NMR analysis of intact cell surface polysaccharides. ¹H-¹³C HSQC NMR liquid spectra of purified polysaccharides (A and C) were compared with HR-MAS spectra of intact cells (B, D to F). Comparison of the NMR spectra of purified L. lactis 3107 CWPS (A) and intact L. lactis 3107 cells (B) confirms that the L. lactis 3107 CWPS is clearly expressed at the cell surface. Intact L. lactis NZ9000 cells clearly express a CWPS at their surface (D) that is, as expected, identical to the previously described (20) purified CWPS of L. lactis MG1363 (C). HR-MAS NMR analysis of uninduced NZ9000-GT1/pPTPiC2 cells (E) does not reveal the presence of the L. lactis NZ9000 CWPS (compare panel E with panels C and D), whereas the analysis of nisin-induced cells shows the presence of L. lactis 3107 CWPS (compare panel F with panels A and B).
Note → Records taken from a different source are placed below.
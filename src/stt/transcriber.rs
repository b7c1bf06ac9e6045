use crate::error::{ParlanceError, Result};
use std::sync::{Arc, Mutex};

/// Trait for speech-to-text transcription.
///
/// This trait allows swapping implementations (remote engine vs mock).
/// Implementations may block; callers run them on a blocking thread pool.
pub trait Transcriber: Send + Sync {
    /// Transcribe audio samples to text.
    ///
    /// # Arguments
    /// * `samples` - Mono PCM samples as 32-bit floats
    /// * `sample_rate` - Sample rate of `samples` in Hz
    ///
    /// # Returns
    /// Transcribed text (possibly empty for silence/noise) or error
    fn transcribe(&self, samples: &[f32], sample_rate: u32) -> Result<String>;

    /// Get the name of this engine for logging
    fn name(&self) -> &str;
}

/// Implement Transcriber for Arc<T> to allow sharing across sessions.
impl<T: Transcriber> Transcriber for Arc<T> {
    fn transcribe(&self, samples: &[f32], sample_rate: u32) -> Result<String> {
        (**self).transcribe(samples, sample_rate)
    }

    fn name(&self) -> &str {
        (**self).name()
    }
}

/// Mock transcriber for testing
#[derive(Debug, Clone)]
pub struct MockTranscriber {
    name: String,
    response: String,
    should_fail: bool,
    /// (sample count, sample rate) of every call received.
    calls: Arc<Mutex<Vec<(usize, u32)>>>,
}

impl MockTranscriber {
    /// Create a new mock transcriber with default settings
    pub fn new(name: &str) -> Self {
        Self {
            name: name.to_string(),
            response: "mock transcription".to_string(),
            should_fail: false,
            calls: Arc::new(Mutex::new(Vec::new())),
        }
    }

    /// Configure the mock to return a specific response
    pub fn with_response(mut self, response: &str) -> Self {
        self.response = response.to_string();
        self
    }

    /// Configure the mock to fail on transcribe
    pub fn with_failure(mut self) -> Self {
        self.should_fail = true;
        self
    }

    /// Returns the recorded (sample count, sample rate) of every call.
    pub fn calls(&self) -> Vec<(usize, u32)> {
        self.calls.lock().map(|c| c.clone()).unwrap_or_default()
    }
}

impl Transcriber for MockTranscriber {
    fn transcribe(&self, samples: &[f32], sample_rate: u32) -> Result<String> {
        if let Ok(mut calls) = self.calls.lock() {
            calls.push((samples.len(), sample_rate));
        }
        if self.should_fail {
            Err(ParlanceError::Transcription {
                message: "mock transcription failure".to_string(),
            })
        } else {
            Ok(self.response.clone())
        }
    }

    fn name(&self) -> &str {
        &self.name
    }
}

#[cfg(test)]
mod tests {
    use super::*;

    #[test]
    fn test_mock_transcriber_returns_response() {
        let transcriber = MockTranscriber::new("test").with_response("Hello, this is a test");

        let audio = vec![0.0f32; 1000];
        let result = transcriber.transcribe(&audio, 16000);

        assert!(result.is_ok());
        assert_eq!(result.unwrap(), "Hello, this is a test");
    }

    #[test]
    fn test_mock_transcriber_returns_error_when_configured() {
        let transcriber = MockTranscriber::new("test").with_failure();

        let result = transcriber.transcribe(&[0.0; 10], 16000);
        assert!(result.is_err());
        match result {
            Err(ParlanceError::Transcription { message }) => {
                assert_eq!(message, "mock transcription failure");
            }
            _ => panic!("Expected Transcription error"),
        }
    }

    #[test]
    fn test_mock_transcriber_records_calls() {
        let transcriber = MockTranscriber::new("test");
        transcriber.transcribe(&[0.0; 100], 16000).unwrap();
        transcriber.transcribe(&[0.0; 50], 48000).unwrap();

        assert_eq!(transcriber.calls(), vec![(100, 16000), (50, 48000)]);
    }

    #[test]
    fn test_mock_transcriber_empty_audio() {
        let transcriber = MockTranscriber::new("test").with_response("");
        let result = transcriber.transcribe(&[], 16000);
        assert_eq!(result.unwrap(), "");
        assert_eq!(transcriber.calls(), vec![(0, 16000)]);
    }

    #[test]
    fn test_transcriber_trait_is_object_safe() {
        let transcriber: Box<dyn Transcriber> =
            Box::new(MockTranscriber::new("test").with_response("boxed test"));

        assert_eq!(transcriber.name(), "test");
        let result = transcriber.transcribe(&[0.0; 100], 16000);
        assert_eq!(result.unwrap(), "boxed test");
    }

    #[test]
    fn test_arc_transcriber_shares_call_log() {
        let mock = Arc::new(MockTranscriber::new("shared"));
        let as_trait: &dyn Transcriber = &mock;
        as_trait.transcribe(&[0.0; 7], 16000).unwrap();
        assert_eq!(mock.calls(), vec![(7, 16000)]);
    }
}
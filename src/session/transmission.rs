//! Transmission multiplexer: three output streams onto one connection.
//!
//! Each cycle checks the queues in fixed priority order (assistant text,
//! user text, audio) and forwards at most one item from each. Within a
//! stream FIFO order holds; across streams there is no ordering guarantee
//! (audio for one sentence may land after assistant text for the next).
//!
//! The idle sleep fires only when the assistant-text queue was empty at
//! the start of the cycle, even if the other queues yielded data. See
//! DESIGN.md before changing that asymmetry.

use crate::defaults;
use crate::session::signal::Shutdown;
use tokio::sync::mpsc::{UnboundedReceiver, UnboundedSender};

/// One message queued for delivery to the client.
#[derive(Debug, Clone, PartialEq)]
pub enum ClientPayload {
    /// Text message, already carrying its one-character tag.
    Text(String),
    /// Raw synthesized audio bytes.
    Binary(Vec<u8>),
}

/// Worker that serializes the three output streams onto the delivery queue.
///
/// It never touches the network: messages are queued for the connection
/// handler to deliver, not awaited.
pub struct TransmissionStation;

impl TransmissionStation {
    /// Creates a transmission worker.
    pub fn new() -> Self {
        Self
    }

    /// Runs the worker until the shutdown signal fires.
    pub async fn run(
        self,
        mut assistant_rx: UnboundedReceiver<String>,
        mut user_rx: UnboundedReceiver<String>,
        mut audio_rx: UnboundedReceiver<Vec<u8>>,
        outbound_tx: UnboundedSender<ClientPayload>,
        shutdown: Shutdown,
    ) {
        loop {
            if shutdown.is_triggered() {
                break;
            }

            let mut idle = true;

            if let Ok(token) = assistant_rx.try_recv() {
                let _ = outbound_tx.send(ClientPayload::Text(format!("A{token}")));
                idle = false;
            }
            if let Ok(text) = user_rx.try_recv() {
                let _ = outbound_tx.send(ClientPayload::Text(format!("U{text}")));
            }
            if let Ok(audio) = audio_rx.try_recv() {
                let _ = outbound_tx.send(ClientPayload::Binary(audio));
            }

            if idle {
                tokio::time::sleep(defaults::IDLE_POLL).await;
            }
        }
    }
}

impl Default for TransmissionStation {
    fn default() -> Self {
        Self::new()
    }
}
Asterisks indicate anomer signals associated with an undefined underlying polysaccharide. B1α/β and G1α/β signals originate from free reducing ends of both polysaccharides.

FIG 4

Irreversible-adsorption assay results displaying various free-phage titers (A, sk1; B, ViridusJM2; C, φLC3) postadsorption to various strains. Induction of pPTPi and pPTPiC2 was done with a 1/2,000 dilution of L. lactis NZ9700 cell-free supernatant containing nisin.